Popular video-sharing app TikTok said it would adjust its recommendation algorithm to avoid showing users too much of the same content, as social-media platforms globally come under scrutiny for their potential harm to younger users.
TikTok said on Thursday that it is testing ways to avoid pushing too much content from a certain topic, such as extreme dieting, sadness or breakups, to individual users to protect their mental well-being.
The buzzy app, whose monthly user numbers surpassed 1 billion in September, said it was taking such measures to protect against users “viewing too much of a content category that may be fine as a single video but problematic in clusters.”

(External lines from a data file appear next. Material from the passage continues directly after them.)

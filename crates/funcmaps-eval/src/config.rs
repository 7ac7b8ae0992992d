//! Comparison options.
//!
//! By default a multi-candidate comparison stops at the first candidate that
//! cannot be compared. `SkipFailures` keeps going so that a later match still
//! counts; an earlier failure is then only reported when nothing matched.

use crate::error::HelperResult;
use serde::{Deserialize, Serialize};

/// What to do when one candidate of a multi-candidate comparison fails.
#[derive(Debug, Clone, Copy, PartialEq, Eq, Default, Serialize, Deserialize)]
#[serde(rename_all = "snake_case")]
pub enum CandidatePolicy {
    #[default]
    StopAtFirstFailure,
    SkipFailures,
}

/// Options applied by [`crate::equals_with`] and the registry's comparison helpers.
#[derive(Debug, Clone, Copy, PartialEq, Eq, Default, Serialize, Deserialize)]
#[serde(default)]
pub struct CompareOptions {
    pub candidate_policy: CandidatePolicy,
}

impl CompareOptions {
    /// Options that examine every candidate.
    pub fn lenient() -> Self {
        Self {
            candidate_policy: CandidatePolicy::SkipFailures,
        }
    }

    /// Parse options from a JSON document. Missing fields take their defaults.
    pub fn from_json(text: &str) -> HelperResult<Self> {
        Ok(serde_json::from_str(text)?)
    }
}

TikTok, owned by Chinese technology giant ByteDance Ltd., serves up content from viral dance videos to short cooking demonstrations and is wildly popular in the U.S., where it shot to fame during the early days of the pandemic when many Americans were locked down at home. Since then, U.S. policy makers and their global counterparts have been scrutinizing TikTok and its peers, particularly Meta Platform Inc.’s Instagram, over data-privacy concerns and the possible psychological damage these platforms may cause to younger users.
In September, The Wall Street Journal published an investigation that illustrated how TikTok’s algorithm could push young users into a rabbit hole of content about sex and drugs when they browsed the app’s For You feed, its highly personalized home page serving up an endless stream of content when a user first opens up the app.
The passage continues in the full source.